As peripheral lymphocytes are typically excluded from the gastrointestinal lymph tissues, current parenteral vaccinations fail to simultaneously induce systemic and mucosal responses. To break the natural barrier, "immunoticket" capsules are developed and heralded, which are designed with positive charged shells and oily core to spatiotemporally deliver antigens and all-trans retinoic acid (RA). After intramuscular vaccinations, these capsules function as an immunoticket to cultivate peripheral dendritic cells (DCs) with gut-homing receptors (CCR9). By hitchhiking on the concentration gradient of the CC-motif chemokine ligand 25 (CCL25), the primed DCs would home to the gut associated lymphoid tissues (GALTs) and induce antigen-specific IgA secretion and T cell engagements.
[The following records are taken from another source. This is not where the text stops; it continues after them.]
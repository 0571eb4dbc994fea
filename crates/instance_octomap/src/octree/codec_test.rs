use glam::DVec3;

use super::*;

fn sensor() -> SensorModel {
  SensorModel::default()
}

fn sample_tree() -> VoxelOctree {
  let mut tree = VoxelOctree::new(0.05, &sensor());
  for i in 0..20 {
    let x = -0.5 + 0.05 * i as f64;
    tree.update_coord(DVec3::new(x, 0.1, 0.3), i % 3 != 0);
    tree.update_coord(DVec3::new(x, -0.2, 0.3), false);
  }
  tree.update_coord(DVec3::new(0.2, 0.1, 0.3), true);
  tree
}

#[test]
fn test_full_roundtrip_preserves_values() {
  let tree = sample_tree();
  let mut bytes = Vec::new();
  tree.write_full(&mut bytes).unwrap();

  let restored = VoxelOctree::read_full(&mut bytes.as_slice(), &sensor()).unwrap();
  assert_eq!(restored.pitch(), tree.pitch());
  assert_eq!(restored.node_count(), tree.node_count());
  assert_eq!(restored.extent(), tree.extent());

  let original: Vec<_> = tree.leaves(TREE_DEPTH).collect();
  let decoded: Vec<_> = restored.leaves(TREE_DEPTH).collect();
  assert_eq!(original, decoded);
}

/// Binary maps keep the occupied/free classification only.
#[test]
fn test_binary_roundtrip_thresholds_leaves() {
  let tree = sample_tree();
  let mut bytes = Vec::new();
  tree.write_binary(&mut bytes).unwrap();

  let restored = VoxelOctree::read_binary(&mut bytes.as_slice(), &sensor()).unwrap();
  let model = *restored.model();
  let original: Vec<_> = tree.leaves(TREE_DEPTH).collect();
  let decoded: Vec<_> = restored.leaves(TREE_DEPTH).collect();

  assert_eq!(original.len(), decoded.len());
  for (before, after) in original.iter().zip(&decoded) {
    assert_eq!(before.key, after.key);
    assert_eq!(before.is_occupied(), after.is_occupied());
    let expected = if before.is_occupied() {
      model.clamp_max
    } else {
      model.clamp_min
    };
    assert_eq!(after.log_odds, expected);
  }
}

#[test]
fn test_empty_tree_roundtrip() {
  let tree = VoxelOctree::new(0.1, &sensor());

  let mut binary = Vec::new();
  tree.write_binary(&mut binary).unwrap();
  assert!(VoxelOctree::read_binary(&mut binary.as_slice(), &sensor())
    .unwrap()
    .is_empty());

  let mut full = Vec::new();
  tree.write_full(&mut full).unwrap();
  let restored = VoxelOctree::read_full(&mut full.as_slice(), &sensor()).unwrap();
  assert!(restored.is_empty());
  assert_eq!(restored.pitch(), 0.1);
}

#[test]
fn test_wrong_magic_is_rejected() {
  let mut bytes = Vec::new();
  sample_tree().write_full(&mut bytes).unwrap();
  let result = VoxelOctree::read_binary(&mut bytes.as_slice(), &sensor());
  assert!(matches!(result, Err(MapError::MalformedMap(_))));
}

#[test]
fn test_truncated_data_is_rejected() {
  let mut bytes = Vec::new();
  sample_tree().write_binary(&mut bytes).unwrap();
  bytes.truncate(bytes.len() - 3);
  let result = VoxelOctree::read_binary(&mut bytes.as_slice(), &sensor());
  assert!(matches!(result, Err(MapError::Serialization(_))));
}
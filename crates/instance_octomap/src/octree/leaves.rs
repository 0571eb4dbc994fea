//! Leaf iteration over a VoxelOctree.
//!
//! Depth-first, octant order. Nodes at `max_depth` are reported as leaves
//! even when they have children, so a coarse view can be taken without
//! pruning.

use glam::DVec3;

use super::key::{KeyCoder, VoxelKey};
use super::node::OcNode;
use super::occupancy::LogOddsModel;
use super::tree::VoxelOctree;
use crate::constants::TREE_DEPTH;

/// One leaf reported by [`Leaves`].
#[derive(Clone, Copy, Debug, PartialEq)]
pub struct LeafInfo {
  /// Min-corner key of the leaf's block.
  pub key: VoxelKey,
  /// Depth of the leaf (16 = finest).
  pub depth: u8,
  pub log_odds: f32,
  /// World-space center of the leaf's block.
  pub center: DVec3,
  /// Edge length of the leaf's block.
  pub size: f64,
}

impl LeafInfo {
  #[inline]
  pub fn is_occupied(&self) -> bool {
    LogOddsModel::is_occupied(self.log_odds)
  }

  #[inline]
  pub fn occupancy(&self) -> f64 {
    super::occupancy::probability(self.log_odds)
  }
}

/// Depth-first leaf iterator.
pub struct Leaves<'a> {
  coder: KeyCoder,
  max_depth: u8,
  stack: Vec<(&'a OcNode, VoxelKey, u8)>,
}

impl<'a> Iterator for Leaves<'a> {
  type Item = LeafInfo;

  fn next(&mut self) -> Option<LeafInfo> {
    while let Some((node, key, depth)) = self.stack.pop() {
      if depth >= self.max_depth || !node.has_children() {
        return Some(LeafInfo {
          key,
          depth,
          log_odds: node.log_odds,
          center: self.coder.key_to_coord_at_depth(key, depth),
          size: self.coder.node_size(depth),
        });
      }
      // Push in reverse so octant 0 is visited first.
      for octant in (0..8).rev() {
        if let Some(child) = node.child(octant) {
          self.stack.push((child, key.child(depth, octant), depth + 1));
        }
      }
    }
    None
  }
}

impl VoxelOctree {
  /// Iterate leaves, treating nodes at `max_depth` as leaves.
  pub fn leaves(&self, max_depth: u8) -> Leaves<'_> {
    let mut stack = Vec::with_capacity(TREE_DEPTH as usize * 8);
    if let Some(root) = self.root() {
      stack.push((root, VoxelKey::new(0, 0, 0), 0));
    }
    Leaves {
      coder: *self.coder(),
      max_depth: max_depth.min(TREE_DEPTH),
      stack,
    }
  }
}

#[cfg(test)]
#[path = "leaves_test.rs"]
mod leaves_test;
Compared with the currently employed RA-involving formulations, the immunoticket capsules stimulate enhanced RA-mediated gut-tropism by mounting the inflammatory innate immunity. Through controlling the RA payload, the potential regulatory T cell engagement is circumvented. In ovalbumin (OVA) and EV71 vaccinations, the immunoticket capsules induce potent serum IgG titer and antigen-specific cytotoxic T cells in the peripheral lymph tissues, as well as robust IgA secretion and T cell engagements on gastrointestinal sites. The data suggest the potential of the immunotickets to serve as a facile, effective, and safe strategy to provide comprehensive immune responses against gastrointestinal infections and diseases.